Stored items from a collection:
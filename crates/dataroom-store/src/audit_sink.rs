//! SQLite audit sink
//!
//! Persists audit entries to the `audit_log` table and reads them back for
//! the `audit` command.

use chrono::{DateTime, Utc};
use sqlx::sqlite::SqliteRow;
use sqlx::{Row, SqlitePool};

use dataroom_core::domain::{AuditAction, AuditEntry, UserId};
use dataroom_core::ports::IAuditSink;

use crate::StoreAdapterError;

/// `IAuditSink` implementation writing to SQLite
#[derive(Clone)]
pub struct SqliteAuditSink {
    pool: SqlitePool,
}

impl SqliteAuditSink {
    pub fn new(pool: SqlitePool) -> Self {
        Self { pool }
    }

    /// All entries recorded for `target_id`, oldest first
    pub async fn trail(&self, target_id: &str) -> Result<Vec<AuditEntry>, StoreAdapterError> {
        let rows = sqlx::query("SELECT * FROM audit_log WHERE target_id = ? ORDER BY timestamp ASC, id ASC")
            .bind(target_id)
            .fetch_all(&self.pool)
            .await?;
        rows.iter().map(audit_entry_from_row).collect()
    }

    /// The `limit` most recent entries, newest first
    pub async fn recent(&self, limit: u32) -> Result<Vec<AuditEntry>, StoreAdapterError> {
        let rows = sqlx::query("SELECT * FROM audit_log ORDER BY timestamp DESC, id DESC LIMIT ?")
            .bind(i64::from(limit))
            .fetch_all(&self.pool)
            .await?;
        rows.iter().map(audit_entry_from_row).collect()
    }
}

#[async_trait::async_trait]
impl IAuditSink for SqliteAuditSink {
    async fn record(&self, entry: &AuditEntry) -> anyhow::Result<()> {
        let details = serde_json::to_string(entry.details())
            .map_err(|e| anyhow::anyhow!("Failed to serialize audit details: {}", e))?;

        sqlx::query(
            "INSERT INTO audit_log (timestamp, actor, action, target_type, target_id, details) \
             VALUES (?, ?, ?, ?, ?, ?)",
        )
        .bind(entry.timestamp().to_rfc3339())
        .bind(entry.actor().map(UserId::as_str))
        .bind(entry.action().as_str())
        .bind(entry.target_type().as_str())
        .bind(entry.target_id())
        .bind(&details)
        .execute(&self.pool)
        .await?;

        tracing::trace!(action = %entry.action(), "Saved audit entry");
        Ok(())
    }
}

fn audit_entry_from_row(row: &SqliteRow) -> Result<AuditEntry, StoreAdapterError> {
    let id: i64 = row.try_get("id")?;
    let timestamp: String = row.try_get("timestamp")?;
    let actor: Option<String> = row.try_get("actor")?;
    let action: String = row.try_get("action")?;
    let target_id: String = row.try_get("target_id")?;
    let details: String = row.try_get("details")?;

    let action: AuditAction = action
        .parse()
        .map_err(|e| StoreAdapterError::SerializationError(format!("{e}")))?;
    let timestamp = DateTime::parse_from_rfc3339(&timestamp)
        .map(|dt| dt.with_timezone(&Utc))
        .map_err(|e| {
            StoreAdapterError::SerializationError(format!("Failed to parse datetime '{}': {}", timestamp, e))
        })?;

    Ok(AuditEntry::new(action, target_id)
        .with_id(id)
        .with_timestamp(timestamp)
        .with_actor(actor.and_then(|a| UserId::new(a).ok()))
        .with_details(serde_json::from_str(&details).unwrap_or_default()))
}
---
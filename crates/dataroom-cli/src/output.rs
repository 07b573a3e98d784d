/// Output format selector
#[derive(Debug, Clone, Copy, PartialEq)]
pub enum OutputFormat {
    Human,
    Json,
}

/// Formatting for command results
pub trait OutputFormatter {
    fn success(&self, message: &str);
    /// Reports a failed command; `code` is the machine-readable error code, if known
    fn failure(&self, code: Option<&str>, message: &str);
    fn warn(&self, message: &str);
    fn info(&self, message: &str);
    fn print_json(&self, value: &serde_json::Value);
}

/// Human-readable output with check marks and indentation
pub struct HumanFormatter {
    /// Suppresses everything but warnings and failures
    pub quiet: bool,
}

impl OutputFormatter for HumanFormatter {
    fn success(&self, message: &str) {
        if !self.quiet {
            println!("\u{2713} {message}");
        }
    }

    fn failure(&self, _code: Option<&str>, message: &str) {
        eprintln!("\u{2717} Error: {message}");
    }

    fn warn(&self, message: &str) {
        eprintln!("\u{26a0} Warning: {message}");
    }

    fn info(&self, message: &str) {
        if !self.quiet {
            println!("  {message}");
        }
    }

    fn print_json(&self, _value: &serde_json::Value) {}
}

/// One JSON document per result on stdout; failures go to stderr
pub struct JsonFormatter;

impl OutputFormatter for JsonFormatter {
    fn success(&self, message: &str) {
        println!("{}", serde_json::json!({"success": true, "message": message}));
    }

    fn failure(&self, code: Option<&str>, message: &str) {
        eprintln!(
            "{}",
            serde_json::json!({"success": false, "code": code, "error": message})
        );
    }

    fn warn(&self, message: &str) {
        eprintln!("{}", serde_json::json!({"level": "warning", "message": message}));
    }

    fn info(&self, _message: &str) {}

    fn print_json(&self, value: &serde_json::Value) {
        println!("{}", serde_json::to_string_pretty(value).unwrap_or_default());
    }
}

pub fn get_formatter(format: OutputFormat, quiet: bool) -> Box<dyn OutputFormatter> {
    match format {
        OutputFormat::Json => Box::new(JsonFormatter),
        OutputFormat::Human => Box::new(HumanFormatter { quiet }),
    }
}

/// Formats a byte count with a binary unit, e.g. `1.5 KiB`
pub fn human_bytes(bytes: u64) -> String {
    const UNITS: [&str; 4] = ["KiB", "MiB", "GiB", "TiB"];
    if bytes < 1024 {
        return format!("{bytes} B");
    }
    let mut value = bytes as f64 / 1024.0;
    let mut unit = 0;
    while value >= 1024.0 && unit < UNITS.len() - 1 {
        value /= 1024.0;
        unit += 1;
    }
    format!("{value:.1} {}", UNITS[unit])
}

> _INSTRUCTIONS FOR THE TASK_
For the records above, state how many lines contain "success", and nothing more.

> _FINAL ANSWER_
5